Quick wins to deep work
How do I deep work?
Even though it’s really challenging to deep work in my job as a consultant (many meetings that have to fit the schedule of my clients, many ad-hoc requests via e-mail, spontaneous phone calls from clients, travel, etc.), I found ways to maximize the amount of deep work.
First, I wear my noise-canceling headphones whenever I have to perform deep work, for instance when I work on an Excel model, conceptualize something, or work on the storyline of a document. That helps me to signal to my colleagues that I don’t want to be disturbed and shut off any other physical distraction, such as noises.
Second, I stopped checking email and slack messages all the time. I blocked certain slots throughout the day to work through the pile of messages so I can work more concentrated during my deep work phases.

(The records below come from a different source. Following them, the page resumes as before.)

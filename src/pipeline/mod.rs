//! Notification processing pipeline.
//!
//! Every job flows through:
//! 1. `JobProcessor::process()`: mailbox and cursor resolution
//! 2. `MailProvider`: candidate enumeration and eligibility checks
//! 3. `ReplyGenerator`: reply text from `prompt::build_reply_prompt`
//! 4. `classify()` + `LabelResolver`: label the replied message
//! 5. `CursorStore::advance_cursor()`: commit
//!
//! The processor never acks or retries; it returns a `JobOutcome` or a
//! `PipelineError` and the worker settles the delivery.

pub mod classify;
pub mod labels;
pub mod processor;
pub mod prompt;
pub mod state;
pub mod types;

#[cfg(test)]
pub(crate) mod fake;

pub use classify::classify;
pub use labels::LabelResolver;
pub use processor::{Attempt, JobProcessor, ProcessorConfig};
pub use state::JobStage;
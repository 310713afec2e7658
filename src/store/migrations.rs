//! Schema migrations for the libSQL backend.
//!
//! The applied version lives in SQLite's `user_version` pragma. Each pending
//! step runs in its own transaction together with the version bump, so a
//! failed step leaves the schema at the previous version.

use libsql::Connection;
use tracing::info;

use crate::error::DatabaseError;

struct Migration {
    version: i64,
    name: &'static str,
    sql: &'static str,
}

/// Ordered; append only.
static MIGRATIONS: &[Migration] = &[
    Migration {
        version: 1,
        name: "mailboxes",
        sql: r#"
            CREATE TABLE IF NOT EXISTS mailboxes (
                email TEXT PRIMARY KEY,
                provider TEXT NOT NULL,
                account_id TEXT NOT NULL,
                access_token TEXT NOT NULL,
                history_cursor INTEGER,
                needs_reauth INTEGER NOT NULL DEFAULT 0,
                created_at TEXT NOT NULL,
                updated_at TEXT NOT NULL
            );
            CREATE UNIQUE INDEX IF NOT EXISTS idx_mailboxes_account
                ON mailboxes(provider, account_id);
        "#,
    },
    Migration {
        version: 2,
        name: "job_queue",
        sql: r#"
            CREATE TABLE IF NOT EXISTS jobs (
                id TEXT PRIMARY KEY,
                provider TEXT NOT NULL,
                mailbox_key TEXT NOT NULL,
                change_kind TEXT NOT NULL,
                change_token TEXT NOT NULL,
                enqueued_at TEXT NOT NULL,
                enqueued_ms INTEGER NOT NULL,
                state TEXT NOT NULL DEFAULT 'ready',
                attempts INTEGER NOT NULL DEFAULT 0,
                available_at INTEGER NOT NULL,
                lease_id TEXT,
                lease_until INTEGER,
                last_error TEXT,
                updated_at INTEGER NOT NULL
            );
            CREATE INDEX IF NOT EXISTS idx_jobs_claim ON jobs(state, available_at, enqueued_ms);
            CREATE INDEX IF NOT EXISTS idx_jobs_lease ON jobs(state, lease_until);
        "#,
    },
];

/// Bring the schema up to the latest version.
pub async fn run_migrations(conn: &Connection) -> Result<(), DatabaseError> {
    let from = schema_version(conn).await?;
    let pending: Vec<&Migration> = MIGRATIONS.iter().filter(|m| m.version > from).collect();
    if pending.is_empty() {
        return Ok(());
    }

    for migration in pending {
        apply(conn, migration).await?;
    }
    info!(from, to = schema_version(conn).await?, "Schema migrated");
    Ok(())
}

async fn apply(conn: &Connection, migration: &Migration) -> Result<(), DatabaseError> {
    info!(version = migration.version, name = migration.name, "Applying migration");
    let batch = format!(
        "BEGIN;\n{}\nPRAGMA user_version = {};\nCOMMIT;",
        migration.sql, migration.version
    );
    if let Err(e) = conn.execute_batch(&batch).await {
        // The batch stops at the failing statement with the transaction open.
        let _ = conn.execute("ROLLBACK", ()).await;
        return Err(DatabaseError::Migration(format!(
            "V{} {}: {e}",
            migration.version, migration.name
        )));
    }
    Ok(())
}

async fn schema_version(conn: &Connection) -> Result<i64, DatabaseError> {
    let mut rows = conn
        .query("PRAGMA user_version", ())
        .await
        .map_err(|e| DatabaseError::Migration(format!("read user_version: {e}")))?;
    match rows.next().await {
        Ok(Some(row)) => row
            .get::<i64>(0)
            .map_err(|e| DatabaseError::Migration(format!("read user_version: {e}"))),
        Ok(None) => Ok(0),
        Err(e) => Err(DatabaseError::Migration(format!("read user_version: {e}"))),
    }
}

Further, I created a deep work routine for myself at the weekend. Currently, I’m trying to learn more about the latest technologies, such as blockchain technology, to identify and evaluate potential business opportunities. As that requires learning something new, I decided for myself to do that in deep work. So, I blocked 3 hours on my Sunday mornings and designed a habit around it: First, I make a cup of coffee. Second, I screen the to-dos I want to accomplish for this 3-hour session. Third, I write down what I actually want to accomplish in the next 3 hours. Forth, I lock myself up with no smartphone and start to deep work.